Les traitements contre les douleurs neuropathiques (antidépresseurs tricycliques ou sérotoninergiques, anti-épileptiques) n’ont pas été spécifiquement étudiés dans cette indication. Bien qu’une composante neuropathique puisse certainement apparaître au cours de l’évolution de la lomboradiculalgie, on ne connaît ni la durée des symptômes nécessaire pour évoquer une douleur de type neuropathique, ni la proportion de patients concernés. Un essai thérapeutique nous semble raisonnable dès lors que les douleurs du membre inférieur prennent des caractéristiques typiques de douleurs neurogènes (tableau 3).
Il n’existe pas d’étude concernant la physiothérapie. En présence de douleurs neurogènes, la neurostimulation transcutanée (TENS) peut être essayée. Les exercices n’ont pas été étudiés mais ils pourraient ne pas être aussi efficaces que dans le cas de lombosciatalgies communes (non associées à une compression radiculaire).
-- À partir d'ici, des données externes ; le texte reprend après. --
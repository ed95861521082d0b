//! Multi-fragment commit log: numbered fragment files within a log directory, framed data and
//! link blocks, and a group-commit writer paired with a skip-errors-aware reader.

mod block;
mod error;
mod fragment;
mod reader;
mod writer;

pub use block::{DATA_MAGIC, LINK_MAGIC, ParsedBlock, build_data_block, build_link_block, parse_block};
pub use error::{LogReadError, LogWriteError};
pub use fragment::{
    find_mark, fragment_name, fragment_path, list_fragments, mark_name, mark_path,
    purge_marked_fragments, write_mark,
};
pub use reader::{CommitLogReader, ReplayResult};
pub use writer::{CommitLogWriter, DEFAULT_FRAGMENT_ROLL_SIZE};
//! Cell key model and framed block codec shared by the commit log and cell store.

mod block;
mod checksum;
mod compression;
mod error;
mod key;
mod value;

pub use block::{
    BASE_HEADER_LEN, BlockHeader, HEADER_CHECKSUM_LEN, HEADER_VERSION, MAGIC_LEN,
    append_header_checksum, deflate, inflate, inflate_with_extra, verify_header_checksum,
};
pub use checksum::fletcher32;
pub use compression::CompressionType;
pub use error::BlockError;
pub use key::{
    CellFlag, CellKey, CellKeyComparator, CellKeyRef, REVISION_MIN, TIMESTAMP_MAX, TIMESTAMP_MIN,
    TIMESTAMP_NULL, cmp_keys, decode_key_prefix,
};
pub use value::{CounterOp, CounterValue, ENCODED_LEN as COUNTER_VALUE_LEN};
Cependant, lorsque le patient présente un phénomène de « centralisation » tel que défini par McKenzie (réduction de la longueur du trajet d’irradiation lors d’un mouvement unidirectionnel que ce soit en flexion, en extension ou en inclinaison), il semble que l’application d’exercices gradués uniquement dans cette direction soit plus efficace qu’une prise en charge active classique.13 La réalisation de manipulations rachidiennes est déconseillée par la vaste majorité des spécialistes du domaine.
L’utilisation d’infiltrations rachidiennes de corticostéroïdes est un domaine particulièrement controversé. Plusieurs remarques peuvent cependant être formulées à partir de la littérature existante : 1) au vu des données actuelles concernant la physiopathologie, et contrairement à ce que l’on sait des lombalgies en général, l’utilisation d’anti-inflammatoires puissants à tout son sens ; 2) l’utilisation de corticoïdes par voie systémique (i.m. ou i.v.) n’a pas ou peu d’effet supplémentaire par rapport au placebo ;14,15 3) en injection épidurale, un effet symptomatique à court terme (quelques semaines) sur les douleurs radiculaires a été démontré ;16 4) lorsque les études incluent un mélange de patients avec syndrome radiculaire par hernie discale et des patients avec canal lombaire rétréci, les infiltrations de corticostéroïdes ont systématiquement des effets supérieurs chez les premiers par rapport aux seconds ; 5) les infiltrations foraminales semblent plus efficaces que les infiltrations épidurales par voie postérieure. On se souviendra cependant à ce propos que, bien que ceci soit exceptionnel lors d’infiltrations lombaires, des infarctus médullaires associés à des paraplégies ont été rapportés lors d’infiltrations foraminales effectuées par des mains expertes ;17 6) il n’y a aucune information disponible sur le nombre d’infiltrations à pratiquer. En pratique, lorsqu’une amélioration partielle est obtenue, l’infiltration peut être répétée après une à deux semaines.
Invasifs
De nombreuses techniques dites « minimalement invasives » sont disponibles sur un marché qui n’est malheureusement pas soumis aux mêmes règles d’efficacité et de sécurité que les traitements médicamenteux. Pour l’instant, aucune de ces techniques n’a fait la preuve de son efficacité et de son innocuité. Elles ne sauraient donc être recommandées en dehors de stricts protocoles d’études cliniques. Il n’y a aucun sens, en l’état des connaissances, à les pratiquer chez des patients dont l’évolution clinique est favorable, d’autant plus que la majorité des hernies discales vont spontanément régresser.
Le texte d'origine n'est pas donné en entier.